In its nearly 115 years, the historic Stanley Hotel, in Estes Park, Colorado, has hosted everyone from Theodore Roosevelt to the Titanic's "unsinkable" Molly Brown, and more recently, author Stephen King. If the hotel's long, narrow hallways look creepily familiar, it may be because the Stanley is where King was inspired to write "The Shining" – a hotel haunting that director Stanley Kubrick turned into a horror classic.
But The Stanley was also haunted by something else: decades of financial woes. It was in bankruptcy when hotel entrepreneur John Cullen found himself the latest in a long line of supposedly cursed proprietors to invest in this creepy hotel.
He knew he had to capitalize on the hotel's ghoulish reputation. So, he fixed up Stephen King's actual room, #217 (you can now stay in it), and he built a hedge maze right out front, just like the one where Jack Nicholson's crazed caretaker finally met his frozen end.
And in keeping with that frozen theme, Cullen got another idea.

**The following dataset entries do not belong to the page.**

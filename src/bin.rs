//! Binary entry point for `herald-bot`.
//!
//! This module provides the command-line interface for herald-bot with options
//! for configuration file paths and logging verbosity, plus a `genconfig`
//! command that writes an example configuration.

use std::path::PathBuf;

use clap::{Parser, Subcommand};
use herald_bot::base::{config::Config, types::Void};
use opentelemetry::trace::TracerProvider;
use opentelemetry_otlp::{Protocol, WithExportConfig};
use tracing::info;
use tracing_subscriber::{fmt::format::FmtSpan, layer::SubscriberExt, util::SubscriberInitExt};

/// Herald-bot – a chat bot that keeps track of upcoming events.
///
/// Configuration can come from `config.toml` or environment variables
/// prefixed with `HERALD_BOT_`.
#[derive(Parser, Debug)]
#[command(version, author, about, long_about = None)]
struct Args {
    /// Override the config file path (optional).
    ///
    /// By default, the bot will look for a config file at `.hidden/config.toml`
    /// in the current directory.
    #[arg(short, long)]
    config: Option<PathBuf>,
    /// Increase log verbosity (-v, -vv, etc.).
    ///
    /// Use multiple times to increase verbosity:
    /// - No flag: INFO level
    /// - -v: DEBUG level
    /// - -vv or more: TRACE level
    #[arg(short, long, action = clap::ArgAction::Count)]
    verbose: u8,
    #[command(subcommand)]
    command: Option<Command>,
}

#[derive(Subcommand, Debug)]
enum Command {
    /// Write an example configuration file and exit.
    Genconfig {
        /// Where to write the file.
        #[arg(default_value = "herald-bot.toml")]
        output: PathBuf,
    },
}

/// Main entry point for the herald-bot binary.
///
/// Sets up logging based on verbosity, loads configuration, and starts the bot.
#[tokio::main]
async fn main() -> Void {
    let args = Args::parse();

    // Construct the level filter.

    let level = match args.verbose {
        0 => tracing::Level::INFO,
        1 => tracing::Level::DEBUG,
        _ => tracing::Level::TRACE,
    };

    let level_filter = tracing_subscriber::filter::LevelFilter::from_level(level);

    // Prepare the log layer.

    let stdout = tracing_subscriber::fmt::layer()
        .compact()
        .with_ansi(true)
        .with_level(true)
        .with_file(false)
        .with_target(false)
        .with_thread_ids(false)
        .with_thread_names(false)
        .with_span_events(FmtSpan::NEW | FmtSpan::CLOSE);

    // Prepare the otlp layer.

    let exporter = opentelemetry_otlp::SpanExporter::builder().with_http().with_protocol(Protocol::HttpBinary).build()?;
    let tracer = opentelemetry_sdk::trace::SdkTracerProvider::builder().with_simple_exporter(exporter).build().tracer("herald-bot");
    let otel = tracing_opentelemetry::layer().with_tracer(tracer);

    tracing_subscriber::registry().with(otel).with(level_filter).with(stdout).init();

    if let Some(Command::Genconfig { output }) = args.command {
        Config::example().save(&output)?;
        info!("Wrote example configuration to {}.", output.display());
        return Ok(());
    }

    let config = Config::load(args.config.as_deref())?;

    herald_bot::start(config).await
}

In 2022 he asked the mayor of Estes Park for permission to allow one very special guest to check in – a man who'd been frozen himself for 30-plus years. "And she goes, 'Cullen, you know, I've seen a lotta weird out of you in the last 25 years, but this reaches a new level of weird,'" he recalled.

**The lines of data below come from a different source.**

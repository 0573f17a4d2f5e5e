//! Fans inbound messages out to the registered bots and sends their replies.

use tokio::sync::mpsc::UnboundedReceiver;

use crate::{base::types::EventKind, bots::Bot, prelude::*, service::chat::ChatClient};

/// Ordered set of bots that see every inbound message.
#[derive(Clone, Default)]
pub struct Dispatcher {
    bots: Vec<Bot>,
}

impl Dispatcher {
    pub fn new(bots: Vec<Bot>) -> Self {
        Self { bots }
    }

    /// Registers another bot; it runs after all bots registered before it.
    pub fn add(&mut self, bot: impl Into<Bot>) {
        self.bots.push(bot.into());
    }

    pub fn bots(&self) -> &[Bot] {
        &self.bots
    }

    /// Runs `msg` through every bot and collects the replies, in registration order.
    ///
    /// Bot errors are logged and skipped. Replies addressed to `own_identity` are dropped.
    #[instrument(skip_all, fields(channel = %msg.channel, sender = %msg.sender))]
    pub async fn dispatch(&self, msg: &InboundMessage, own_identity: &str) -> Vec<OutboundMessage> {
        let kind = msg.kind();
        let mut replies = Vec::new();

        for bot in &self.bots {
            let result = match kind {
                EventKind::Channel => bot.process_channel_event(msg).await,
                EventKind::Query => bot.process_query_event(msg).await,
            };

            match result {
                Ok(lines) => replies.extend(lines),
                Err(err) => error!("{} failed on `{}`: {:#}", bot.name(), msg.text, err),
            }
        }

        replies.retain(|reply| {
            let is_self = reply.destination == own_identity;
            if is_self {
                warn!("Dropping reply addressed to myself: {}", reply.text);
            }
            !is_self
        });

        replies
    }

    /// Handles inbound messages one at a time, in arrival order, until the queue closes.
    #[instrument(name = "dispatcher", skip_all)]
    pub async fn run(self, chat: ChatClient, mut inbound: UnboundedReceiver<InboundMessage>) {
        info!("Dispatching to {} bots.", self.bots.len());

        while let Some(msg) = inbound.recv().await {
            debug!("Inbound on {} from {}: {}", msg.channel, msg.sender, msg.text);

            for reply in self.dispatch(&msg, chat.bot_user_id()).await {
                if let Err(err) = chat.send_message(&reply.destination, &reply.text).await {
                    error!("Failed to send to {}: {:#}", reply.destination, err);
                }
            }
        }

        info!("Inbound queue closed; dispatcher stopping.");
    }
}

#[cfg(test)]
mod tests {
    use async_trait::async_trait;

    use super::*;
    use crate::{
        base::types::Res,
        bots::{GenericBot, echo::EchoBot, not_implemented, ping::PingBot},
    };

    /// Replies with a fixed line to wherever it is told to.
    struct Fixed {
        name: &'static str,
        destination: &'static str,
    }

    #[async_trait]
    impl GenericBot for Fixed {
        fn name(&self) -> &str {
            self.name
        }

        fn help_lines(&self) -> Vec<String> {
            Vec::new()
        }

        async fn process_channel_event(&self, _msg: &InboundMessage) -> Res<Vec<OutboundMessage>> {
            Ok(vec![OutboundMessage::new(self.destination, self.name)])
        }

        async fn process_query_event(&self, _msg: &InboundMessage) -> Res<Vec<OutboundMessage>> {
            Err(not_implemented(self.name, "query event"))
        }
    }

    fn fixed(name: &'static str, destination: &'static str) -> Fixed {
        Fixed { name, destination }
    }

    #[tokio::test]
    async fn test_replies_in_registration_order() {
        let mut dispatcher = Dispatcher::default();
        dispatcher.add(fixed("first", "#test"));
        dispatcher.add(fixed("second", "#test"));
        dispatcher.add(fixed("third", "#test"));

        let replies = dispatcher.dispatch(&InboundMessage::new("#test", "nick", "hi"), "UBOT").await;
        let texts: Vec<&str> = replies.iter().map(|r| r.text.as_str()).collect();

        assert_eq!(texts, vec!["first", "second", "third"]);
    }

    #[tokio::test]
    async fn test_drops_replies_to_self() {
        let dispatcher = Dispatcher::new(vec![fixed("loop", "UBOT").into(), fixed("fine", "#test").into()]);

        let replies = dispatcher.dispatch(&InboundMessage::new("#test", "nick", "hi"), "UBOT").await;

        assert_eq!(replies, vec![OutboundMessage::new("#test", "fine")]);
    }

    #[tokio::test]
    async fn test_errors_do_not_stop_other_bots() {
        let dispatcher = Dispatcher::new(vec![fixed("broken", "#test").into(), EchoBot::new("Echobot").into()]);

        let replies = dispatcher.dispatch(&InboundMessage::new("D42", "nick", "!echo hi"), "UBOT").await;

        assert_eq!(replies, vec![OutboundMessage::new("nick", "nick: hi")]);
        assert_eq!(dispatcher.bots().len(), 2);
    }

    #[tokio::test]
    async fn test_irrelevant_text_gets_no_replies() {
        let dispatcher = Dispatcher::new(vec![PingBot::new("Pingbot").into()]);

        assert!(dispatcher.dispatch(&InboundMessage::new("#test", "nick", "ordinary chat"), "UBOT").await.is_empty());
    }
}
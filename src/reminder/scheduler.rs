//! Fires the daily digest on a cron schedule evaluated in the configured time zone.

use std::str::FromStr;

use anyhow::Context;
use chrono::{DateTime, Utc};
use chrono_tz::Tz;
use cron::Schedule;
use tokio::task::JoinHandle;
use tracing::{Instrument, info, instrument, warn};

use super::Reminder;
use crate::base::types::Res;

pub struct ReminderScheduler {
    reminder: Reminder,
    schedule: Schedule,
}

impl ReminderScheduler {
    /// Parses `expression` (seconds first, e.g. `0 0 1 * * *`) into a schedule for `reminder`.
    pub fn new(reminder: Reminder, expression: &str) -> Res<Self> {
        let schedule = Schedule::from_str(expression).with_context(|| format!("Invalid reminder schedule `{expression}`."))?;

        Ok(Self { reminder, schedule })
    }

    fn tz(&self) -> Tz {
        self.reminder.tz
    }

    /// The first firing strictly after `after`.
    pub fn next_fire(&self, after: DateTime<Utc>) -> Option<DateTime<Utc>> {
        self.schedule.after(&after.with_timezone(&self.tz())).next().map(|t| t.with_timezone(&Utc))
    }

    /// Runs the schedule in the background until the runtime shuts down.
    pub fn spawn(self) -> JoinHandle<()> {
        tokio::spawn(self.run().in_current_span())
    }

    #[instrument(name = "reminder_scheduler", skip(self))]
    async fn run(self) {
        loop {
            let now = Utc::now();

            let Some(next) = self.next_fire(now) else {
                warn!("Reminder schedule has no future firings; stopping.");
                return;
            };

            info!("Next digest at {}.", next.with_timezone(&self.tz()));

            let wait = (next - now).to_std().unwrap_or_default();
            tokio::time::sleep(wait).await;

            let status = self.reminder.send_digest(Utc::now()).await;
            info!("Scheduled digest finished: {}", status);
        }
    }
}

#[cfg(test)]
mod tests {
    use std::{sync::Arc, time::Duration};

    use chrono_tz::Europe::Berlin;
    use tokio::sync::mpsc;

    use super::*;
    use crate::service::{
        db::DbClient,
        mail::{MailClient, mock::MockMail},
    };

    fn at(rfc3339: &str) -> DateTime<Utc> {
        DateTime::parse_from_rfc3339(rfc3339).unwrap().with_timezone(&Utc)
    }

    async fn reminder() -> Reminder {
        reminder_with(MockMail::new()).await
    }

    async fn reminder_with(mail: MockMail) -> Reminder {
        Reminder {
            db: DbClient::surreal_memory().await.unwrap(),
            mail: MailClient::new(Arc::new(mail)),
            tz: Berlin,
            recipient: "events@example.com".to_string(),
            subject: "Reminder".to_string(),
        }
    }

    #[tokio::test]
    async fn test_fires_at_local_time() {
        let scheduler = ReminderScheduler::new(reminder().await, "0 0 1 * * *").unwrap();

        assert_eq!(scheduler.next_fire(at("2030-01-01T12:00:00Z")), Some(at("2030-01-02T00:00:00Z")));
        assert_eq!(scheduler.next_fire(at("2030-07-01T12:00:00Z")), Some(at("2030-07-01T23:00:00Z")));
    }

    #[tokio::test]
    async fn test_rejects_bad_expression() {
        assert!(ReminderScheduler::new(reminder().await, "every day").is_err());
    }

    #[tokio::test]
    async fn test_each_firing_sends_the_digest() {
        let (tx, mut rx) = mpsc::unbounded_channel();

        let mut mail = MockMail::new();
        mail.expect_from_address().return_const("herald@example.com".to_string());
        mail.expect_send_plaintext().returning(move |message, recipient| {
            let _ = tx.send((message.to_string(), recipient.to_string()));
            Ok(())
        });

        let reminder = reminder_with(mail).await;
        reminder.db.create_event(Utc::now(), "party").await.unwrap();

        let handle = ReminderScheduler::new(reminder, "* * * * * *").unwrap().spawn();

        // Two deliveries show the loop keeps going after the first firing.
        for _ in 0..2 {
            let (message, recipient) = tokio::time::timeout(Duration::from_secs(5), rx.recv()).await.unwrap().unwrap();

            assert_eq!(recipient, "events@example.com");
            assert!(message.contains("party"));
        }

        handle.abort();
    }
}
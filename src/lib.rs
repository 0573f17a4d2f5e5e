//! Library root for `herald-bot`.
//!
//! Herald-bot is a small chat bot for a community space. It:
//! - Answers liveness checks and lists its commands
//! - Keeps a store of upcoming events that channel members add and remove
//! - Mails a daily digest of the day's events on a schedule
//!
//! The bot integrates with Slack for chat, SurrealDB for storage and SMTP for
//! mail. Each of those sits behind a trait so tests can swap in mocks.

pub mod base;
pub mod bots;
pub mod dispatch;
pub mod prelude;
pub mod reminder;
pub mod runtime;
pub mod service;

use anyhow::anyhow;
use base::{config::Config, types::Void};
use rustls::crypto;
use tracing::info;

/// Public async entry for the binary crate.
///
/// Installs the crypto provider, builds the runtime and runs it until the chat
/// listener exits.
pub async fn start(config: Config) -> Void {
    info!("Starting herald-bot ...");

    // Start the crypto provider.
    crypto::ring::default_provider().install_default().map_err(|_| anyhow!("Failed to install the rustls crypto provider."))?;

    // Initialize the runtime.
    let runtime = runtime::Runtime::new(config).await?;

    // Start the runtime.
    runtime.start().await?;

    Ok(())
}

His name was Bredo Morstøl. He died in Norway in 1989, but his remains ended up about an hour away from the Stanley, in Nederland, Colorado, unceremoniously laid to rest in a Tuff Shed, frozen stiff. Every two weeks for more than three decades, people like Brad Whickham have been rotating in and out hauling more than a thousand pounds of dry ice up the mountain, all to keep Grandpa tucked in for his eternal winter's nap.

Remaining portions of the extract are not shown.